Sorry about the creepy eyes for both of us...I guess that's the look of " We're about to have a baby!"
 There is also never a better time to learn about how awesome your own mom is than when you become a mom yourself. When I had Clara, you came for 2 1/2 weeks...for the delivery & whatever post care you could offer. I remember a lot of overwhelming emotions and moments during that time. One thing that was so profound in my mind was my sudden and deep appreciation for all that you had ever done for me. for my whole life...it all became crystal clear. You worked hard every day to give us a safe, caring, nurturing environment in which we (not only lived) but learned how to be productive human beings--I think all three of us kids turned out to be loving, nurturing, mature and productive members of society! You laid down your body (literally) for 18 months to nurse Alex  and I--we did not care for bottles one bit. (If you've nursed even one baby, you know what I mean--two babies at the same time....I don't know how she did it.) Apparently you don't either because when I ask you about how things were when I was ________ months old, you say, "I don't remember, I was nursing". During Clara's first weeks of life, you continued to love me and care for me despite me being less than lovable (hello hormones!). I would have never survived those first 2 weeks of being a mom without you mom! In the first year of parenthood, you have taken countless phone calls to help me "process" or talk out what I was thinking about for parenting, scheduling, and how to best care for Clara. You were my brains when I had none...and no, I am not too prideful to admit that at times I really was just plain dumb!

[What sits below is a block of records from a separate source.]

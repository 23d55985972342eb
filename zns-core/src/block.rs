use serde::{Deserialize, Serialize};

/// The publishable representation of a record-set (§3, wire format §6):
/// `{derived_pub, signature, expiration, encrypted_payload}`.
#[derive(Debug, Clone, PartialEq, Eq, Serialize, Deserialize)]
pub struct SignedBlock {
    pub derived_pub: [u8; 32],
    pub signature: [u8; 64],
    /// Microseconds since the epoch.
    pub expiration: u64,
    pub encrypted_payload: Vec<u8>,
}

impl SignedBlock {
    /// The bytes a signature is computed over: `(expiration, encrypted_payload)`.
    pub fn signed_bytes(&self) -> Vec<u8> {
        let mut buf = Vec::with_capacity(8 + self.encrypted_payload.len());
        buf.extend_from_slice(&self.expiration.to_be_bytes());
        buf.extend_from_slice(&self.encrypted_payload);
        buf
    }

    /// Wire-encode per §6: `derived_pub(32) || signature(64) || expiration(8) || payload`.
    pub fn to_wire(&self) -> Vec<u8> {
        let mut buf = Vec::with_capacity(32 + 64 + 8 + self.encrypted_payload.len());
        buf.extend_from_slice(&self.derived_pub);
        buf.extend_from_slice(&self.signature);
        buf.extend_from_slice(&self.expiration.to_be_bytes());
        buf.extend_from_slice(&self.encrypted_payload);
        buf
    }

    pub fn from_wire(bytes: &[u8]) -> Option<Self> {
        if bytes.len() < 32 + 64 + 8 {
            return None;
        }
        let mut derived_pub = [0u8; 32];
        derived_pub.copy_from_slice(&bytes[0..32]);
        let mut signature = [0u8; 64];
        signature.copy_from_slice(&bytes[32..96]);
        let mut expiration_bytes = [0u8; 8];
        expiration_bytes.copy_from_slice(&bytes[96..104]);
        let expiration = u64::from_be_bytes(expiration_bytes);
        let encrypted_payload = bytes[104..].to_vec();
        Some(SignedBlock {
            derived_pub,
            signature,
            expiration,
            encrypted_payload,
        })
    }
}

#[cfg(test)]
mod tests {
    use super::*;

    #[test]
    fn wire_round_trips() {
        let b = SignedBlock {
            derived_pub: [1u8; 32],
            signature: [2u8; 64],
            expiration: 123_456_789,
            encrypted_payload: vec![9, 8, 7],
        };
        let wire = b.to_wire();
        assert_eq!(wire.len(), 32 + 64 + 8 + 3);
        let back = SignedBlock::from_wire(&wire).unwrap();
        assert_eq!(back, b);
    }

    #[test]
    fn from_wire_rejects_truncated_header() {
        assert!(SignedBlock::from_wire(&[0u8; 10]).is_none());
    }

    #[test]
    fn signed_bytes_is_expiration_then_payload() {
        let b = SignedBlock {
            derived_pub: [0u8; 32],
            signature: [0u8; 64],
            expiration: 7,
            encrypted_payload: vec![1, 2, 3],
        };
        let signed = b.signed_bytes();
        assert_eq!(&signed[0..8], &7u64.to_be_bytes());
        assert_eq!(&signed[8..], &[1, 2, 3]);
    }
}
//! Minimax search with alpha-beta pruning.
//!
//! A plain recursive depth-first traversal over the move generator,
//! applier, and material evaluation. Every recursive call owns its board
//! value and returns a scalar, so exploring an exponential number of
//! hypothetical boards needs no shared state. Search runs to `max_depth`
//! or move exhaustion; there is no timeout and no move ordering beyond the
//! generator's natural square-then-direction sweep.

use crate::game_state::draughts_types::{Move, Player};
use crate::game_state::game_state::Board;
use crate::move_generation::legal_move_apply::apply_move;
use crate::move_generation::legal_move_generator::legal_moves;
use crate::search::board_scoring::{material_score, Score, MAX_SCORE, MIN_SCORE};

/// Evaluate `board` to `max_depth` plies. White moves on maximizing calls,
/// Black on minimizing ones.
///
/// Returns the static material score when the depth limit is reached or
/// the side to move has no legal reply; an empty-move terminal is scored
/// by material alone, the same as a quiet position at the horizon.
pub fn alpha_beta(
    board: &Board,
    depth: u8,
    max_depth: u8,
    maximizing: bool,
    mut alpha: Score,
    mut beta: Score,
) -> Score {
    let current_player = if maximizing {
        Player::White
    } else {
        Player::Black
    };
    let moves = legal_moves(board, current_player);

    if depth == max_depth || moves.is_empty() {
        return material_score(board);
    }

    if maximizing {
        let mut best = MIN_SCORE;
        for mv in &moves {
            let next = apply_move(board, mv);
            let value = alpha_beta(&next, depth + 1, max_depth, false, alpha, beta);
            best = best.max(value);
            alpha = alpha.max(best);
            if beta <= alpha {
                break;
            }
        }
        best
    } else {
        let mut best = MAX_SCORE;
        for mv in &moves {
            let next = apply_move(board, mv);
            let value = alpha_beta(&next, depth + 1, max_depth, true, alpha, beta);
            best = best.min(value);
            beta = beta.min(best);
            if beta <= alpha {
                break;
            }
        }
        best
    }
}

/// Pick the automated side's (White's) best move by searching each root
/// candidate to `max_depth`.
///
/// The root mirrors the maximizing branch: after every child the running
/// alpha is raised, and only a strictly greater value replaces the current
/// best, so the first of equal candidates wins. Returns `None` when White
/// has no legal move; callers must check before applying.
pub fn find_best_move(board: &Board, max_depth: u8) -> Option<Move> {
    let mut best_value = MIN_SCORE;
    let mut best_move: Option<Move> = None;
    let mut alpha = MIN_SCORE;
    let beta = MAX_SCORE;

    for mv in legal_moves(board, Player::White) {
        let next = apply_move(board, &mv);
        // The opponent replies next, so the child is a minimizing node.
        let value = alpha_beta(&next, 0, max_depth, false, alpha, beta);

        if value > best_value {
            best_value = value;
            best_move = Some(mv);
        }
        alpha = alpha.max(value);
    }

    best_move
}
//! Alpha-beta minimax engine for the automated side.
//!
//! Wraps the search root in the `Engine` interface. The search maximizes
//! for White, so this engine only plays the automated side; asking it to
//! move for Black is a caller error.

use crate::engines::engine_trait::{Engine, EngineOutput, GoParams};
use crate::game_state::draughts_rules::DEFAULT_SEARCH_DEPTH;
use crate::game_state::draughts_types::Player;
use crate::game_state::game_state::Board;
use crate::move_generation::legal_move_generator::legal_moves;
use crate::search::alpha_beta::find_best_move;
use crate::search::board_scoring::material_score;

pub struct MinimaxEngine {
    default_depth: u8,
}

impl MinimaxEngine {
    pub fn new() -> Self {
        Self {
            default_depth: DEFAULT_SEARCH_DEPTH,
        }
    }

    pub fn with_depth(default_depth: u8) -> Self {
        Self { default_depth }
    }
}

impl Default for MinimaxEngine {
    fn default() -> Self {
        Self::new()
    }
}

impl Engine for MinimaxEngine {
    fn name(&self) -> &str {
        "Draughts Minimax"
    }

    fn author(&self) -> &str {
        "draughts_engine"
    }

    fn choose_move(
        &mut self,
        board: &Board,
        player: Player,
        params: &GoParams,
    ) -> Result<EngineOutput, String> {
        if player != Player::White {
            return Err("minimax engine plays the automated side (White) only".to_owned());
        }

        let depth = params.depth.unwrap_or(self.default_depth);
        let candidates = legal_moves(board, player);

        let mut out = EngineOutput::default();
        out.info_lines.push(format!(
            "info string minimax_engine legal_moves {} depth {}",
            candidates.len(),
            depth
        ));

        out.best_move = find_best_move(board, depth);
        out.info_lines.push(format!(
            "info string minimax_engine material {}",
            material_score(board)
        ));
        Ok(out)
    }
}
//! Minimal head-to-head engine match harness for local testing.
//!
//! Runs two `Engine` implementations against each other without any
//! front-end I/O, with an optional seeded random opening prefix. Multi-jump
//! chains keep the turn with the capturing side, exactly as the session
//! layer does. A side that cannot move loses; games that outlast the ply
//! budget are scored as draws.

use rand::{rngs::StdRng, RngExt, SeedableRng};
use std::time::Instant;

use crate::engines::engine_trait::{Engine, GoParams};
use crate::game_state::draughts_types::Player;
use crate::game_state::game_session::GameOutcome;
use crate::game_state::game_state::Board;
use crate::move_generation::legal_move_apply::apply_move;
use crate::move_generation::legal_move_generator::{has_capture_from, legal_moves};
use crate::utils::numeric_notation::format_move;

#[derive(Debug, Clone, Copy, PartialEq, Eq)]
pub enum MatchOutcome {
    /// One side won under the session rules.
    Finished(GameOutcome),
    /// Neither side won within the configured ply budget.
    DrawMaxPlies,
}

#[derive(Debug, Clone)]
pub struct MatchConfig {
    pub max_plies: u16,
    pub opening_min_plies: u8,
    pub opening_max_plies: u8,
    pub go_params: GoParams,
}

impl Default for MatchConfig {
    fn default() -> Self {
        Self {
            max_plies: 300,
            opening_min_plies: 2,
            opening_max_plies: 6,
            go_params: GoParams::default(),
        }
    }
}

#[derive(Debug, Clone)]
pub struct MatchResult {
    pub outcome: MatchOutcome,
    pub final_board: Board,
    pub opening_moves: Vec<String>,
    pub played_moves: Vec<String>,
    pub white_move_count: u32,
    pub black_move_count: u32,
    pub white_total_time_ns: u128,
    pub black_total_time_ns: u128,
}

#[derive(Debug, Clone)]
pub struct MatchSeriesConfig {
    pub games: u16,
    pub base_seed: u64,
    pub per_game: MatchConfig,
    pub verbose: bool,
}

impl Default for MatchSeriesConfig {
    fn default() -> Self {
        Self {
            games: 9,
            base_seed: 0,
            per_game: MatchConfig::default(),
            verbose: false,
        }
    }
}

#[derive(Debug, Clone, Default)]
pub struct MatchSeriesStats {
    pub games: u16,
    pub white_wins: u16,
    pub black_wins: u16,
    pub draws: u16,
    pub outcomes: Vec<MatchOutcome>,
    pub white_moves: u32,
    pub black_moves: u32,
    pub white_total_time_ns: u128,
    pub black_total_time_ns: u128,
}

impl MatchSeriesStats {
    pub fn report(&self) -> String {
        format!(
            "games={} white_wins={} black_wins={} draws={} white_moves={} black_moves={}",
            self.games, self.white_wins, self.black_wins, self.draws, self.white_moves,
            self.black_moves
        )
    }
}

/// Play a single seeded engine-vs-engine match from the standard opening
/// layout. `engine_white` is White and moves first.
pub fn play_engine_match(
    mut engine_white: Box<dyn Engine>,
    mut engine_black: Box<dyn Engine>,
    seed: u64,
    config: MatchConfig,
) -> Result<MatchResult, String> {
    engine_white.new_game();
    engine_black.new_game();

    let (opening_moves, mut board, mut side) = apply_seeded_random_opening(
        &Board::new_game(),
        seed,
        config.opening_min_plies,
        config.opening_max_plies,
    )?;

    let mut played_moves = Vec::<String>::new();
    let mut white_move_count = 0u32;
    let mut black_move_count = 0u32;
    let mut white_total_time_ns = 0u128;
    let mut black_total_time_ns = 0u128;

    for _ in 0..config.max_plies {
        let candidates = legal_moves(&board, side);
        if candidates.is_empty() {
            return Ok(MatchResult {
                outcome: MatchOutcome::Finished(losing_outcome(&board, side)),
                final_board: board,
                opening_moves,
                played_moves,
                white_move_count,
                black_move_count,
                white_total_time_ns,
                black_total_time_ns,
            });
        }

        let started = Instant::now();
        let out = match side {
            Player::White => engine_white.choose_move(&board, side, &config.go_params)?,
            Player::Black => engine_black.choose_move(&board, side, &config.go_params)?,
        };
        let elapsed_ns = started.elapsed().as_nanos();

        match side {
            Player::White => {
                white_move_count = white_move_count.saturating_add(1);
                white_total_time_ns = white_total_time_ns.saturating_add(elapsed_ns);
            }
            Player::Black => {
                black_move_count = black_move_count.saturating_add(1);
                black_total_time_ns = black_total_time_ns.saturating_add(elapsed_ns);
            }
        }

        let chosen = out.best_move.unwrap_or_else(|| candidates[0].clone());
        if !candidates.contains(&chosen) {
            return Err("engine returned illegal move".to_owned());
        }

        played_moves.push(format_move(&chosen).map_err(|e| e.to_string())?);
        board = apply_move(&board, &chosen);

        // A capture with a further capture from its landing square keeps
        // the turn; the mandatory-capture filter makes the reply a jump.
        if !(chosen.is_capture && has_capture_from(&board, side, chosen.to)) {
            side = side.opponent();
        }
    }

    Ok(MatchResult {
        outcome: MatchOutcome::DrawMaxPlies,
        final_board: board,
        opening_moves,
        played_moves,
        white_move_count,
        black_move_count,
        white_total_time_ns,
        black_total_time_ns,
    })
}

/// Play a series of matches with colors fixed and seeds derived from
/// `base_seed`, aggregating win/loss/draw statistics.
pub fn play_engine_match_series<F1, F2>(
    white_factory: F1,
    black_factory: F2,
    config: MatchSeriesConfig,
) -> Result<MatchSeriesStats, String>
where
    F1: Fn() -> Box<dyn Engine>,
    F2: Fn() -> Box<dyn Engine>,
{
    let mut stats = MatchSeriesStats {
        games: config.games,
        ..MatchSeriesStats::default()
    };

    for i in 0..config.games {
        let seed = config.base_seed.wrapping_add(u64::from(i));
        if config.verbose {
            println!("[series] game {}/{} seed={}", i + 1, config.games, seed);
        }

        let result = play_engine_match(
            white_factory(),
            black_factory(),
            seed,
            config.per_game.clone(),
        )?;

        match result.outcome {
            MatchOutcome::Finished(outcome) => match outcome.winner() {
                Player::White => stats.white_wins += 1,
                Player::Black => stats.black_wins += 1,
            },
            MatchOutcome::DrawMaxPlies => stats.draws += 1,
        }
        stats.outcomes.push(result.outcome);
        stats.white_moves += result.white_move_count;
        stats.black_moves += result.black_move_count;
        stats.white_total_time_ns += result.white_total_time_ns;
        stats.black_total_time_ns += result.black_total_time_ns;
    }

    Ok(stats)
}

fn losing_outcome(board: &Board, stuck_side: Player) -> GameOutcome {
    match stuck_side {
        Player::White => {
            if !board.has_pieces(Player::White) {
                GameOutcome::BlackWinNoPieces
            } else {
                GameOutcome::BlackWinNoMoves
            }
        }
        Player::Black => {
            if !board.has_pieces(Player::Black) {
                GameOutcome::WhiteWinNoPieces
            } else {
                GameOutcome::WhiteWinNoMoves
            }
        }
    }
}

/// Play a seeded random opening prefix, respecting chain turns. Returns
/// the moves made, the resulting board, and the side to move afterwards.
fn apply_seeded_random_opening(
    board: &Board,
    seed: u64,
    min_plies: u8,
    max_plies: u8,
) -> Result<(Vec<String>, Board, Player), String> {
    let mut rng = StdRng::seed_from_u64(seed);
    let plies = if max_plies <= min_plies {
        min_plies
    } else {
        rng.random_range(min_plies..=max_plies)
    };

    let mut out_board = board.clone();
    let mut side = Player::White;
    let mut moves = Vec::<String>::new();

    for _ in 0..plies {
        let candidates = legal_moves(&out_board, side);
        if candidates.is_empty() {
            break;
        }
        let idx = rng.random_range(0..candidates.len());
        let chosen = candidates[idx].clone();

        moves.push(format_move(&chosen).map_err(|e| e.to_string())?);
        out_board = apply_move(&out_board, &chosen);

        if !(chosen.is_capture && has_capture_from(&out_board, side, chosen.to)) {
            side = side.opponent();
        }
    }

    Ok((moves, out_board, side))
}

#[cfg(test)]
mod tests {
    use super::*;
    use crate::engines::engine_minimax::MinimaxEngine;
    use crate::engines::engine_random::RandomEngine;
    use crate::utils::numeric_notation::parse_endpoints;

    #[test]
    fn random_opening_is_deterministic_per_seed() {
        let board = Board::new_game();
        let (a, _, _) =
            apply_seeded_random_opening(&board, 42, 2, 6).expect("opening should apply");
        let (b, _, _) =
            apply_seeded_random_opening(&board, 42, 2, 6).expect("opening should apply");
        assert_eq!(a, b);
        assert!(a.len() >= 2);
    }

    #[test]
    fn random_vs_random_match_completes_consistently() {
        let config = MatchConfig {
            max_plies: 80,
            ..MatchConfig::default()
        };
        let result = play_engine_match(
            Box::new(RandomEngine::new()),
            Box::new(RandomEngine::new()),
            7,
            config,
        )
        .expect("match should complete");

        assert_eq!(
            result.white_move_count + result.black_move_count,
            result.played_moves.len() as u32
        );
        for text in result.opening_moves.iter().chain(&result.played_moves) {
            parse_endpoints(text).expect("recorded moves should be well-formed");
        }
    }

    #[test]
    fn minimax_plays_white_in_the_harness() {
        let config = MatchConfig {
            max_plies: 40,
            go_params: GoParams { depth: Some(2) },
            ..MatchConfig::default()
        };
        let result = play_engine_match(
            Box::new(MinimaxEngine::with_depth(2)),
            Box::new(RandomEngine::new()),
            3,
            config,
        )
        .expect("match should complete");

        assert!(result.white_move_count > 0);
    }

    #[test]
    fn series_counts_every_game() {
        let config = MatchSeriesConfig {
            games: 3,
            base_seed: 11,
            per_game: MatchConfig {
                max_plies: 60,
                ..MatchConfig::default()
            },
            verbose: false,
        };
        let stats = play_engine_match_series(
            || Box::new(RandomEngine::new()) as Box<dyn Engine>,
            || Box::new(RandomEngine::new()) as Box<dyn Engine>,
            config,
        )
        .expect("series should complete");

        assert_eq!(stats.games, 3);
        assert_eq!(stats.outcomes.len(), 3);
        assert_eq!(stats.white_wins + stats.black_wins + stats.draws, 3);
    }
}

You came out for Judah's birth and although delivery was fast, our stay in the hospital was not! You stayed one night with me in the after care room and we literally took turns comforting Judah every 20 minutes. Talk about taking one for the team! After having Judah and already having a 17 month old--I had a difficult time with postpartum depression. You came back out a few months later when I was still not doing well. You have often laid down your own schedule, work & life to come to the aid of your three kids in various situations. I know now as a mom the deep desire to see that your kids are "OK" and because of that desire, I know how much you love me. Not only have you come to Phoenix for a number of births, but you have spent countless hours on the phone with me, Rachael and Alex. I know that I am equipped to do that for my three children (hopefully more) because of your example.

 The experience with Wesley's birth was so different than my other two. Although it was a more intense labor & delivery and he wasn't doing well, we laughed through the whole thing.I know that sounds crazy, but that's what the epidural did to me that time! I knew you were there to support me and with your help I could get through anything--even a blind spot in my epidural! I know very few moms  & daughters who have a relationship like ours. I feel like you are my mom, but also one of my closest friends. I know I can come to you with anything and you will first point me to Christ, second help me talk through the issue more and love me no matter what I decide. I pray that my kids will have an adult relationship with me and Owen like I have with you. Thank you so much for all you have done for me as a child--even when I didn't get it. And thank you MORE for all that you have done for me as an adult--now I totally get it (a special thank you for taking care of me during that really UGLY time in college--couldn't have made it through without you). AND I still think you are so pretty.